• Exercise objective:
The lines below that include "ENTRIES" are to be found and copied.

• Records shown:
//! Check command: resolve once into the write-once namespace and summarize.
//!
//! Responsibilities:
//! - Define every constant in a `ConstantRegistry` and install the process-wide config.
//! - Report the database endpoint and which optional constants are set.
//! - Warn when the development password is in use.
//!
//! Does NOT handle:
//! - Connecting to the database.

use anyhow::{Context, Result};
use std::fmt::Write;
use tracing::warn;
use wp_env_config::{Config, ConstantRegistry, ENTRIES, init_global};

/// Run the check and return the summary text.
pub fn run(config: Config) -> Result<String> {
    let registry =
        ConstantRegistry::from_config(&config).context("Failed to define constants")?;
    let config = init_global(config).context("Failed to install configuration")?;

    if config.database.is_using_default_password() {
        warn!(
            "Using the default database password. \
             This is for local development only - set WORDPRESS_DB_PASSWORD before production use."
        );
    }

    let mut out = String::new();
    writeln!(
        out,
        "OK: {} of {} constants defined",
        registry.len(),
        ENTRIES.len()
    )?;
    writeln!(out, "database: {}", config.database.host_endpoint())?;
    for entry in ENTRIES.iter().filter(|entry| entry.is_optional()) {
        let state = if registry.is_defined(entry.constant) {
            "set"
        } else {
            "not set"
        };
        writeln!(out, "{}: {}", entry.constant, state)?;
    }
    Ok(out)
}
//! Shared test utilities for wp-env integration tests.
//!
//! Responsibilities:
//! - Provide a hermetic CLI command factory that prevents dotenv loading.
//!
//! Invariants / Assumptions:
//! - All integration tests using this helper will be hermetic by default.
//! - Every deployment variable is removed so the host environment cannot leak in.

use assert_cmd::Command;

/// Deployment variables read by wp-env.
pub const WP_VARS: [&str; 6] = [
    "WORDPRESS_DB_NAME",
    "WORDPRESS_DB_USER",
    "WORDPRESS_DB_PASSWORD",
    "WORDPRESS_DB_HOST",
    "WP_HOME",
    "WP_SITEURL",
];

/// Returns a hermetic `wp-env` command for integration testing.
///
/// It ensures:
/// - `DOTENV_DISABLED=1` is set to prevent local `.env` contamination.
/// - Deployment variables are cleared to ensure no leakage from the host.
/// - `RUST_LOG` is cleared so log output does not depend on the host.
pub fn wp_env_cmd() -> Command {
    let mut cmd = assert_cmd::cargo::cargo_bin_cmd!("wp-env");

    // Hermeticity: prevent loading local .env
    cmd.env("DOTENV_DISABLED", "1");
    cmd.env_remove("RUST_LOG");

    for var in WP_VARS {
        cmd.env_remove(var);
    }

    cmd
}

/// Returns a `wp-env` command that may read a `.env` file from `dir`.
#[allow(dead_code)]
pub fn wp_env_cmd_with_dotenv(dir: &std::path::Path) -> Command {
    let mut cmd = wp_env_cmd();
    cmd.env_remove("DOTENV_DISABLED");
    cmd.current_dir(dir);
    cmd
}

• Output below:
use wp_env_config::{Config, ConstantRegistry, ENTRIES, init_global};
        ENTRIES.len()
    for entry in ENTRIES.iter().filter(|entry| entry.is_optional()) {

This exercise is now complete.